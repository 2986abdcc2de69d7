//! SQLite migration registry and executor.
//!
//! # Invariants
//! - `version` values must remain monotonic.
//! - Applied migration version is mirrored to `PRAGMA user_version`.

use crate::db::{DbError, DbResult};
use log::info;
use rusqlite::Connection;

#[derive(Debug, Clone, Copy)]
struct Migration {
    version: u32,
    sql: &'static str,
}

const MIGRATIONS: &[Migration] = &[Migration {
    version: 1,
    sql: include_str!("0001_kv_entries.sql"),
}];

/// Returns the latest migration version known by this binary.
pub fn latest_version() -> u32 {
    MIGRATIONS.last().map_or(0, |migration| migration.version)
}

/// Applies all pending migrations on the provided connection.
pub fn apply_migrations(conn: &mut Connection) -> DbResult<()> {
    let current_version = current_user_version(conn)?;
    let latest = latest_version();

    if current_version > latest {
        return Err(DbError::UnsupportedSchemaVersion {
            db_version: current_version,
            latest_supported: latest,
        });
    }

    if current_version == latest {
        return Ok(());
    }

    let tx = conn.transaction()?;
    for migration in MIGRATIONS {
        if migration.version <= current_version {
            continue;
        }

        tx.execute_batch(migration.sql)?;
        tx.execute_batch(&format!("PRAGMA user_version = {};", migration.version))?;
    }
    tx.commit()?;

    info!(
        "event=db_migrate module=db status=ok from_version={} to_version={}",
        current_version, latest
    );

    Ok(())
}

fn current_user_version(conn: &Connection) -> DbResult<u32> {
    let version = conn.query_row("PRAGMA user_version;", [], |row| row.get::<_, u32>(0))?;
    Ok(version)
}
...
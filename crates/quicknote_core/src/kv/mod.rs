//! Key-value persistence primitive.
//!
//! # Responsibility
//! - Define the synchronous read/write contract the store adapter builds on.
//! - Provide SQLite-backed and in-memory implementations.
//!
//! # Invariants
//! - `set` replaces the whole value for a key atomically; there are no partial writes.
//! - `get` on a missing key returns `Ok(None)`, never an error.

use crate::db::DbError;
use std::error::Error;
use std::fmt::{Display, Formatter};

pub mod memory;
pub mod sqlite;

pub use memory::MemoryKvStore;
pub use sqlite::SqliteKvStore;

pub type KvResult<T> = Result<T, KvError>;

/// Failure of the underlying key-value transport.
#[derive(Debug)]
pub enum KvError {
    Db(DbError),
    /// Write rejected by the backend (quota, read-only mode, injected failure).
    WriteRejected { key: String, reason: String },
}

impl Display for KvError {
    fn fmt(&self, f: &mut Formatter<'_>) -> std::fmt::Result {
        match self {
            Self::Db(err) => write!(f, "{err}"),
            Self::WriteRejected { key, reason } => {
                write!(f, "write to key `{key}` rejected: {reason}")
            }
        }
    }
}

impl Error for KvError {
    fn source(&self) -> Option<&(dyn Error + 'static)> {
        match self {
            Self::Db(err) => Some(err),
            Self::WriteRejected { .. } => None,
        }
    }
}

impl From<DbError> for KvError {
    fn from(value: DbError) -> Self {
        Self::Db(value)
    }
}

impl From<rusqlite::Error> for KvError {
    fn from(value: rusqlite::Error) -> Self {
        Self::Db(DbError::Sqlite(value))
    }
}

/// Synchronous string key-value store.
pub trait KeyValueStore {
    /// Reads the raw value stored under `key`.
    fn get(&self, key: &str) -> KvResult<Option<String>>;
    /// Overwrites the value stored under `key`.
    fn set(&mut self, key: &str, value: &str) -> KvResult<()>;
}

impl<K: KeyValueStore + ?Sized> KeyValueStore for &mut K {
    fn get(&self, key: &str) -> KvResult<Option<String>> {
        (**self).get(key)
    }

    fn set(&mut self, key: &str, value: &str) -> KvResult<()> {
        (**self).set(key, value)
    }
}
* * *
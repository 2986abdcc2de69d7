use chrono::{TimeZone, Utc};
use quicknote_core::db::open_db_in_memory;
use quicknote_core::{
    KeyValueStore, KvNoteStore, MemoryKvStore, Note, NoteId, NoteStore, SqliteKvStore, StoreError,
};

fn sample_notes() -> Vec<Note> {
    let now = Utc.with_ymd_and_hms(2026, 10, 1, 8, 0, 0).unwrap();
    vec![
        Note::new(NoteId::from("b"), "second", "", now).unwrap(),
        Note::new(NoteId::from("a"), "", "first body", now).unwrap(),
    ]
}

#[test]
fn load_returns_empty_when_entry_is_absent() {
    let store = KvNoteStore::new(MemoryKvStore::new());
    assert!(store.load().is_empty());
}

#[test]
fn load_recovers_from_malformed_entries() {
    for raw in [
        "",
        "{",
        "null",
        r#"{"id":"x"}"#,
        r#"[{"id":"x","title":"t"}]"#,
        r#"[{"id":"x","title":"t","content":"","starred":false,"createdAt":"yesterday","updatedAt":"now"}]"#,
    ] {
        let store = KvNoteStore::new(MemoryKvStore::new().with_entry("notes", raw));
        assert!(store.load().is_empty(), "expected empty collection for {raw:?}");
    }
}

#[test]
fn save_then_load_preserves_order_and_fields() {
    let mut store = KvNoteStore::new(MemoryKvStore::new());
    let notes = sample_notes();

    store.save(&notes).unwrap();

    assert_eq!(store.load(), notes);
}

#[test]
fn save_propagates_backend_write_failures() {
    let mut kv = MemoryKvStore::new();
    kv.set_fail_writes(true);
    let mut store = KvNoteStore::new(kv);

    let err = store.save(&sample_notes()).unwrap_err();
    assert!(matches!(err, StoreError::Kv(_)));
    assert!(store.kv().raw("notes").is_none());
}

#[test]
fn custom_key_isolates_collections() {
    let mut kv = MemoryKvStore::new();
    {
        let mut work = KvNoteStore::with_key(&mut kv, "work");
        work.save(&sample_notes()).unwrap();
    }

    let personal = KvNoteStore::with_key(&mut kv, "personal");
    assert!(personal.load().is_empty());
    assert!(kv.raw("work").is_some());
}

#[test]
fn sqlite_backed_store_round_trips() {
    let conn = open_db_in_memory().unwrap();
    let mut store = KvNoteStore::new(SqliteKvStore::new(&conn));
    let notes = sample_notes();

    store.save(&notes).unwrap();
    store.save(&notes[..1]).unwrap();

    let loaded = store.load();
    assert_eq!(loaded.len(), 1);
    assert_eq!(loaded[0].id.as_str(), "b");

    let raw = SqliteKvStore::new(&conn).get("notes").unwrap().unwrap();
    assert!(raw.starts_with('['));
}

#### [Aim of the exercise]
Reproduce word for word the material above, starting with the line that has "and in-memory implementations." and stopping after the line that has "fn get(&self, key: &str) -> KvResult<Option<String>>;".

#### [Answer]
//! - Provide SQLite-backed and in-memory implementations.
//!
//! # Invariants
//! - `set` replaces the whole value for a key atomically; there are no partial writes.
//! - `get` on a missing key returns `Ok(None)`, never an error.

use crate::db::DbError;
use std::error::Error;
use std::fmt::{Display, Formatter};

pub mod memory;
pub mod sqlite;

pub use memory::MemoryKvStore;
pub use sqlite::SqliteKvStore;

pub type KvResult<T> = Result<T, KvError>;

/// Failure of the underlying key-value transport.
#[derive(Debug)]
pub enum KvError {
    Db(DbError),
    /// Write rejected by the backend (quota, read-only mode, injected failure).
    WriteRejected { key: String, reason: String },
}

impl Display for KvError {
    fn fmt(&self, f: &mut Formatter<'_>) -> std::fmt::Result {
        match self {
            Self::Db(err) => write!(f, "{err}"),
            Self::WriteRejected { key, reason } => {
                write!(f, "write to key `{key}` rejected: {reason}")
            }
        }
    }
}

impl Error for KvError {
    fn source(&self) -> Option<&(dyn Error + 'static)> {
        match self {
            Self::Db(err) => Some(err),
            Self::WriteRejected { .. } => None,
        }
    }
}

impl From<DbError> for KvError {
    fn from(value: DbError) -> Self {
        Self::Db(value)
    }
}

impl From<rusqlite::Error> for KvError {
    fn from(value: rusqlite::Error) -> Self {
        Self::Db(DbError::Sqlite(value))
    }
}

/// Synchronous string key-value store.
pub trait KeyValueStore {
    /// Reads the raw value stored under `key`.
    fn get(&self, key: &str) -> KvResult<Option<String>>;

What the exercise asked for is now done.